MA 487, Introduction to Mathematical Statistics
Course Description and Goals
This is a an introductory, calculus-based course in mathematical statistics. Topics include
- Review of basic probability, including probability spaces, independence, distributions and expected value
- The fundamental theorems of probability:: the law of large numbers and the central limit theorem.
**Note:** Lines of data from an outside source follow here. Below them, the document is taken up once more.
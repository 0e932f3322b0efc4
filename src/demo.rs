//! A built-in demo traced program, used by the `compile` CLI subcommand and
//! by the end-to-end tests in `tests/`.
//!
//! This is deliberately *not* the chess reply-move generator (spec §1: the
//! chess rules are out of scope, an external collaborator). It is grounded
//! on the same DSL shapes `examples/original_source/chess_engine.py` uses —
//! branch on a side-to-move variable, check membership with `isany`, do
//! unary-backed arithmetic, fork a sub-thread and join its result back, and
//! finish by running the board through the pretty-printer opcode — so the
//! compiled rule list exercises a representative cross-section of the
//! instruction library (spec §4.B) without pulling in the legality/move
//! generation logic that belongs to the chess program itself.

use crate::expr::Traced;
use crate::tracer::VarTracer;

/// Exercise: variable branch, `isany`, unary arithmetic, fork/pause/join,
/// indirect lookup, and a board-rendering opcode — one representative use
/// of each compiler component named in spec §2's table.
pub fn demo_program(vars: &mut VarTracer) {
    // §4.C/§4.D: a variable read feeding a two-arm branch.
    let turn = vars.get("turn");
    let is_white = turn.eq(&Traced::str("w"));
    if vars.branch(&is_white) {
        vars.set_str("side_name", "white");
    } else {
        vars.set_str("side_name", "black");
    }
    vars.merge();

    // §4.B `isany`: membership test against a literal option set.
    let piece = vars.get("moving_piece");
    let is_officer = piece.isany(&["K", "Q", "R", "k", "q", "r"]);
    vars.set("is_officer", &is_officer);

    // §4.E unary-backed arithmetic: a material delta.
    let material = &Traced::int(9) - &Traced::int(3);
    vars.set("material_delta", &material);

    // §4.B indirect lookup/assign: resolve a variable whose name is itself
    // a traced value (mirrors `variables[variables['which_side']]`-style
    // accesses scattered through `chess_engine.py`).
    let side_name = vars.get("side_name");
    let resolved = vars.get_indirect(&side_name);
    vars.set("resolved_side_value", &resolved);

    // §4.B/§5 fork + pause + join: compute a candidate move on a side
    // thread, then rejoin it into the main thread's stack as a list.
    vars.fork_inactive("candidate");
    vars.push_str("e2e4");
    vars.pause("main");
    vars.reactivate("candidate");
    vars.push_str("e2e3");
    vars.pause("joined");
    vars.reactivate("main");
    vars.join_pop("joined");
    vars.assign_pop("candidate_moves");

    // §4.B board domain opcodes: render the current board.
    vars.lookup("initial_board");
    vars.expand_chess();
    vars.make_pretty(true);
}

#[cfg(test)]
mod tests {
    use super::*;
    use crate::driver::{compile, DEFAULT_MAX_ITERATIONS};

    #[test]
    fn demo_program_compiles() {
        let compiled = compile(demo_program, DEFAULT_MAX_ITERATIONS).expect("demo program should compile");
        assert!(!compiled.rules.is_empty());
    }
}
- Estimation, including point estimation and interval estimates for means, variances, and proportions
- Hypothesis testing, including tests for means, variance, and goodness of fit
- Correlation and regression
- Theory of inference, including sufficiency and power.
Course goals include
- A basic understanding of the special notation, language, and point of view of inferential statistics
- A basic understanding of the major areas of inferential statistics, including estimation, hypothesis testing, and regression
- The ability to solve basic computational problems involving estimation, hypothesis testing, and regression
- The ability to model basic statistical problems in science and engineering.
- An improved ability to read, write, speak, and think in mathematical and statistical terms
MA/ST 487 also prepares the student for further study in probability and statistics
Prerequisites
MA 201, Calculus C and either MA 385, Introduction to Probability or ISE 390.
Credit
3 Semester Hours
Grading System
This course is graded A, B, C, D, F. The grade typically depends on a combination of class tests, homework assignments, quizzes, and a comprehensive final exam.
Course Materials
The text is Probability and Statistical Inference, 7'th edition, by Hogg and Tanis, published by Prentice Hall, 2001. An ancillary web site is Virtual Laboratories in Probability and Statistics.